*** Opening STORED DATA ***

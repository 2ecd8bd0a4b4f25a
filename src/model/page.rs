//! Page-level types and the polymorphic block.

use super::{Heading, Image, Link, List, Paragraph, PositionHint, PositionedText, Table};
use serde::{Deserialize, Serialize};
use std::collections::BTreeMap;
use std::fmt;

/// Unknown fields carried on a block or on metadata.
///
/// Kept opaquely so that load/save cycles do not lose data a given
/// converter does not understand.
pub type Extensions = BTreeMap<String, serde_json::Value>;

/// Text flow orientation.
#[derive(Debug, Clone, Copy, Default, PartialEq, Eq, Hash, Serialize, Deserialize)]
#[serde(rename_all = "lowercase")]
pub enum Direction {
    /// Left-to-right
    Ltr,
    /// Right-to-left
    Rtl,
    /// Defer to the enclosing page or document
    #[default]
    Auto,
}

impl Direction {
    /// Replace `Auto` with the given fallback.
    pub fn resolve(self, fallback: Direction) -> Direction {
        match self {
            Direction::Auto => fallback,
            explicit => explicit,
        }
    }

    /// Check for right-to-left.
    pub fn is_rtl(self) -> bool {
        self == Direction::Rtl
    }

    /// Lowercase name as used on the wire and in markup.
    pub fn as_str(self) -> &'static str {
        match self {
            Direction::Ltr => "ltr",
            Direction::Rtl => "rtl",
            Direction::Auto => "auto",
        }
    }
}

impl fmt::Display for Direction {
    fn fmt(&self, f: &mut fmt::Formatter<'_>) -> fmt::Result {
        f.write_str(self.as_str())
    }
}

/// A single page in the document.
#[derive(Debug, Clone, PartialEq, Serialize, Deserialize)]
pub struct Page {
    /// Page number (1-indexed)
    pub number: u32,

    /// Page, slide, or sheet title
    #[serde(default, skip_serializing_if = "Option::is_none")]
    pub title: Option<String>,

    /// Page direction, `Auto` inherits the document direction
    #[serde(default)]
    pub direction: Direction,

    /// Content blocks on the page
    #[serde(default)]
    pub blocks: Vec<Block>,
}

impl Page {
    /// Create a new empty page.
    pub fn new(number: u32) -> Self {
        Self {
            number,
            title: None,
            direction: Direction::Auto,
            blocks: Vec::new(),
        }
    }

    /// Set the page title.
    pub fn with_title(mut self, title: impl Into<String>) -> Self {
        self.title = Some(title.into());
        self
    }

    /// Set the page direction.
    pub fn with_direction(mut self, direction: Direction) -> Self {
        self.direction = direction;
        self
    }

    /// Add a block to the page.
    pub fn push(&mut self, block: impl Into<Block>) {
        self.blocks.push(block.into());
    }

    /// Get plain text content of the page.
    pub fn plain_text(&self) -> String {
        self.blocks
            .iter()
            .map(Block::plain_text)
            .filter(|text| !text.is_empty())
            .collect::<Vec<_>>()
            .join("\n\n")
    }

    /// Check if the page is empty (no content blocks).
    pub fn is_empty(&self) -> bool {
        self.blocks.is_empty()
    }

    /// Get the number of blocks on the page.
    pub fn block_count(&self) -> usize {
        self.blocks.len()
    }
}

/// A content block.
///
/// The `type` discriminator on the wire selects the variant, and each variant
/// carries only its own fields.
#[derive(Debug, Clone, PartialEq, Serialize, Deserialize)]
#[serde(tag = "type", rename_all = "snake_case")]
pub enum Block {
    /// Section heading
    Heading(Heading),
    /// Text paragraph
    Paragraph(Paragraph),
    /// Embedded or referenced image
    Image(Image),
    /// Rectangular table
    Table(Table),
    /// Ordered or unordered list
    List(List),
    /// Standalone hyperlink
    Link(Link),
    /// OCR text with page geometry
    PositionedText(PositionedText),
}

/// Discriminant of a [`Block`].
#[derive(Debug, Clone, Copy, PartialEq, Eq, Hash, Serialize, Deserialize)]
#[serde(rename_all = "snake_case")]
pub enum BlockKind {
    Heading,
    Paragraph,
    Image,
    Table,
    List,
    Link,
    PositionedText,
}

impl fmt::Display for BlockKind {
    fn fmt(&self, f: &mut fmt::Formatter<'_>) -> fmt::Result {
        let name = match self {
            BlockKind::Heading => "heading",
            BlockKind::Paragraph => "paragraph",
            BlockKind::Image => "image",
            BlockKind::Table => "table",
            BlockKind::List => "list",
            BlockKind::Link => "link",
            BlockKind::PositionedText => "positioned_text",
        };
        f.write_str(name)
    }
}

macro_rules! base_field {
    ($block:expr, $field:ident) => {
        match $block {
            Block::Heading(b) => &b.$field,
            Block::Paragraph(b) => &b.$field,
            Block::Image(b) => &b.$field,
            Block::Table(b) => &b.$field,
            Block::List(b) => &b.$field,
            Block::Link(b) => &b.$field,
            Block::PositionedText(b) => &b.$field,
        }
    };
}

impl Block {
    /// The block's type tag.
    pub fn kind(&self) -> BlockKind {
        match self {
            Block::Heading(_) => BlockKind::Heading,
            Block::Paragraph(_) => BlockKind::Paragraph,
            Block::Image(_) => BlockKind::Image,
            Block::Table(_) => BlockKind::Table,
            Block::List(_) => BlockKind::List,
            Block::Link(_) => BlockKind::Link,
            Block::PositionedText(_) => BlockKind::PositionedText,
        }
    }

    /// Declared direction; `Auto` inherits from the page and document.
    pub fn direction(&self) -> Direction {
        *base_field!(self, direction)
    }

    /// Optional ordering and geometry hint.
    pub fn position(&self) -> Option<&PositionHint> {
        base_field!(self, position).as_ref()
    }

    /// Unknown fields preserved from deserialization.
    pub fn extensions(&self) -> &Extensions {
        base_field!(self, extensions)
    }

    /// Plain text content of the block.
    pub fn plain_text(&self) -> String {
        match self {
            Block::Heading(h) => h.text.clone(),
            Block::Paragraph(p) => p.text.clone(),
            Block::Image(i) => i.caption.clone().unwrap_or_default(),
            Block::Table(t) => t.plain_text(),
            Block::List(l) => l.items.join("\n"),
            Block::Link(l) => l.text.clone(),
            Block::PositionedText(p) => p.text.clone(),
        }
    }
}

impl From<Heading> for Block {
    fn from(value: Heading) -> Self {
        Block::Heading(value)
    }
}

impl From<Paragraph> for Block {
    fn from(value: Paragraph) -> Self {
        Block::Paragraph(value)
    }
}

impl From<Image> for Block {
    fn from(value: Image) -> Self {
        Block::Image(value)
    }
}

impl From<Table> for Block {
    fn from(value: Table) -> Self {
        Block::Table(value)
    }
}

impl From<List> for Block {
    fn from(value: List) -> Self {
        Block::List(value)
    }
}

impl From<Link> for Block {
    fn from(value: Link) -> Self {
        Block::Link(value)
    }
}

impl From<PositionedText> for Block {
    fn from(value: PositionedText) -> Self {
        Block::PositionedText(value)
    }
}

#[cfg(test)]
mod tests {
    use super::*;

    #[test]
    fn test_direction_resolve() {
        assert_eq!(Direction::Auto.resolve(Direction::Rtl), Direction::Rtl);
        assert_eq!(Direction::Ltr.resolve(Direction::Rtl), Direction::Ltr);
    }

    #[test]
    fn test_block_tag_on_wire() {
        let block = Block::from(Heading::new(2, "Intro"));
        let json = serde_json::to_value(&block).unwrap();
        assert_eq!(json["type"], "heading");
        assert_eq!(json["level"], 2);

        let block = Block::from(PositionedText::new(
            "x",
            super::super::BoundingBox::new(0.1, 0.1, 0.2, 0.05),
            0.9,
        ));
        let json = serde_json::to_value(&block).unwrap();
        assert_eq!(json["type"], "positioned_text");
    }

    #[test]
    fn test_page_plain_text() {
        let mut page = Page::new(1);
        page.push(Heading::new(1, "Title"));
        page.push(Paragraph::new("Body"));
        assert_eq!(page.plain_text(), "Title\n\nBody");
        assert_eq!(page.block_count(), 2);
    }
}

*** Closing STORED DATA ***

- PROBLEM STATEMENT
Make an exact copy of all the lines above.

- ANSWER TO THE EXERCISE
repository 2ecd8bd0a4b4f25a
filename src/model/page.rs
//! Page-level types and the polymorphic block.

use super::{Heading, Image, Link, List, Paragraph, PositionHint, PositionedText, Table};
use serde::{Deserialize, Serialize};
use std::collections::BTreeMap;
use std::fmt;

/// Unknown fields carried on a block or on metadata.
///
/// Kept opaquely so that load/save cycles do not lose data a given
/// converter does not understand.
pub type Extensions = BTreeMap<String, serde_json::Value>;

/// Text flow orientation.
#[derive(Debug, Clone, Copy, Default, PartialEq, Eq, Hash, Serialize, Deserialize)]
#[serde(rename_all = "lowercase")]
pub enum Direction {
    /// Left-to-right
    Ltr,
    /// Right-to-left
    Rtl,
    /// Defer to the enclosing page or document
    #[default]
    Auto,
}

impl Direction {
    /// Replace `Auto` with the given fallback.
    pub fn resolve(self, fallback: Direction) -> Direction {
        match self {
            Direction::Auto => fallback,
            explicit => explicit,
        }
    }

    /// Check for right-to-left.
    pub fn is_rtl(self) -> bool {
        self == Direction::Rtl
    }

    /// Lowercase name as used on the wire and in markup.
    pub fn as_str(self) -> &'static str {
        match self {
            Direction::Ltr => "ltr",
            Direction::Rtl => "rtl",
            Direction::Auto => "auto",
        }
    }
}

impl fmt::Display for Direction {
    fn fmt(&self, f: &mut fmt::Formatter<'_>) -> fmt::Result {
        f.write_str(self.as_str())
    }
}

/// A single page in the document.
#[derive(Debug, Clone, PartialEq, Serialize, Deserialize)]
pub struct Page {
    /// Page number (1-indexed)
    pub number: u32,

    /// Page, slide, or sheet title
    #[serde(default, skip_serializing_if = "Option::is_none")]
    pub title: Option<String>,

    /// Page direction, `Auto` inherits the document direction
    #[serde(default)]
    pub direction: Direction,

    /// Content blocks on the page
    #[serde(default)]
    pub blocks: Vec<Block>,
}

impl Page {
    /// Create a new empty page.
    pub fn new(number: u32) -> Self {
        Self {
            number,
            title: None,
            direction: Direction::Auto,
            blocks: Vec::new(),
        }
    }

    /// Set the page title.
    pub fn with_title(mut self, title: impl Into<String>) -> Self {
        self.title = Some(title.into());
        self
    }

    /// Set the page direction.
    pub fn with_direction(mut self, direction: Direction) -> Self {
        self.direction = direction;
        self
    }

    /// Add a block to the page.
    pub fn push(&mut self, block: impl Into<Block>) {
        self.blocks.push(block.into());
    }

    /// Get plain text content of the page.
    pub fn plain_text(&self) -> String {
        self.blocks
            .iter()
            .map(Block::plain_text)
            .filter(|text| !text.is_empty())
            .collect::<Vec<_>>()
            .join("\n\n")
    }

    /// Check if the page is empty (no content blocks).
    pub fn is_empty(&self) -> bool {
        self.blocks.is_empty()
    }

    /// Get the number of blocks on the page.
    pub fn block_count(&self) -> usize {
        self.blocks.len()
    }
}

/// A content block.
///
/// The `type` discriminator on the wire selects the variant, and each variant
/// carries only its own fields.
#[derive(Debug, Clone, PartialEq, Serialize, Deserialize)]
#[serde(tag = "type", rename_all = "snake_case")]
pub enum Block {
    /// Section heading
    Heading(Heading),
    /// Text paragraph
    Paragraph(Paragraph),
    /// Embedded or referenced image
    Image(Image),
    /// Rectangular table
    Table(Table),
    /// Ordered or unordered list
    List(List),
    /// Standalone hyperlink
    Link(Link),
    /// OCR text with page geometry
    PositionedText(PositionedText),
}

/// Discriminant of a [`Block`].
#[derive(Debug, Clone, Copy, PartialEq, Eq, Hash, Serialize, Deserialize)]
#[serde(rename_all = "snake_case")]
pub enum BlockKind {
    Heading,
    Paragraph,
    Image,
    Table,
    List,
    Link,
    PositionedText,
}

impl fmt::Display for BlockKind {
    fn fmt(&self, f: &mut fmt::Formatter<'_>) -> fmt::Result {
        let name = match self {
            BlockKind::Heading => "heading",
            BlockKind::Paragraph => "paragraph",
            BlockKind::Image => "image",
            BlockKind::Table => "table",
            BlockKind::List => "list",
            BlockKind::Link => "link",
            BlockKind::PositionedText => "positioned_text",
        };
        f.write_str(name)
    }
}

macro_rules! base_field {
    ($block:expr, $field:ident) => {
        match $block {
            Block::Heading(b) => &b.$field,
            Block::Paragraph(b) => &b.$field,
            Block::Image(b) => &b.$field,
            Block::Table(b) => &b.$field,
            Block::List(b) => &b.$field,
            Block::Link(b) => &b.$field,
            Block::PositionedText(b) => &b.$field,
        }
    };
}

impl Block {
    /// The block's type tag.
    pub fn kind(&self) -> BlockKind {
        match self {
            Block::Heading(_) => BlockKind::Heading,
            Block::Paragraph(_) => BlockKind::Paragraph,
            Block::Image(_) => BlockKind::Image,
            Block::Table(_) => BlockKind::Table,
            Block::List(_) => BlockKind::List,
            Block::Link(_) => BlockKind::Link,
            Block::PositionedText(_) => BlockKind::PositionedText,
        }
    }

    /// Declared direction; `Auto` inherits from the page and document.
    pub fn direction(&self) -> Direction {
        *base_field!(self, direction)
    }

    /// Optional ordering and geometry hint.
    pub fn position(&self) -> Option<&PositionHint> {
        base_field!(self, position).as_ref()
    }

    /// Unknown fields preserved from deserialization.
    pub fn extensions(&self) -> &Extensions {
        base_field!(self, extensions)
    }

    /// Plain text content of the block.
    pub fn plain_text(&self) -> String {
        match self {
            Block::Heading(h) => h.text.clone(),
            Block::Paragraph(p) => p.text.clone(),
            Block::Image(i) => i.caption.clone().unwrap_or_default(),
            Block::Table(t) => t.plain_text(),
            Block::List(l) => l.items.join("\n"),
            Block::Link(l) => l.text.clone(),
            Block::PositionedText(p) => p.text.clone(),
        }
    }
}

impl From<Heading> for Block {
    fn from(value: Heading) -> Self {
        Block::Heading(value)
    }
}

impl From<Paragraph> for Block {
    fn from(value: Paragraph) -> Self {
        Block::Paragraph(value)
    }
}

impl From<Image> for Block {
    fn from(value: Image) -> Self {
        Block::Image(value)
    }
}

impl From<Table> for Block {
    fn from(value: Table) -> Self {
        Block::Table(value)
    }
}

impl From<List> for Block {
    fn from(value: List) -> Self {
        Block::List(value)
    }
}

impl From<Link> for Block {
    fn from(value: Link) -> Self {
        Block::Link(value)
    }
}

impl From<PositionedText> for Block {
    fn from(value: PositionedText) -> Self {
        Block::PositionedText(value)
    }
}

#[cfg(test)]
mod tests {
    use super::*;

    #[test]
    fn test_direction_resolve() {
        assert_eq!(Direction::Auto.resolve(Direction::Rtl), Direction::Rtl);
        assert_eq!(Direction::Ltr.resolve(Direction::Rtl), Direction::Ltr);
    }

    #[test]
    fn test_block_tag_on_wire() {
        let block = Block::from(Heading::new(2, "Intro"));
        let json = serde_json::to_value(&block).unwrap();
        assert_eq!(json["type"], "heading");
        assert_eq!(json["level"], 2);

        let block = Block::from(PositionedText::new(
            "x",
            super::super::BoundingBox::new(0.1, 0.1, 0.2, 0.05),
            0.9,
        ));
        let json = serde_json::to_value(&block).unwrap();
        assert_eq!(json["type"], "positioned_text");
    }

    #[test]
    fn test_page_plain_text() {
        let mut page = Page::new(1);
        page.push(Heading::new(1, "Title"));
        page.push(Paragraph::new("Body"));
        assert_eq!(page.plain_text(), "Title\n\nBody");
        assert_eq!(page.block_count(), 2);
    }
}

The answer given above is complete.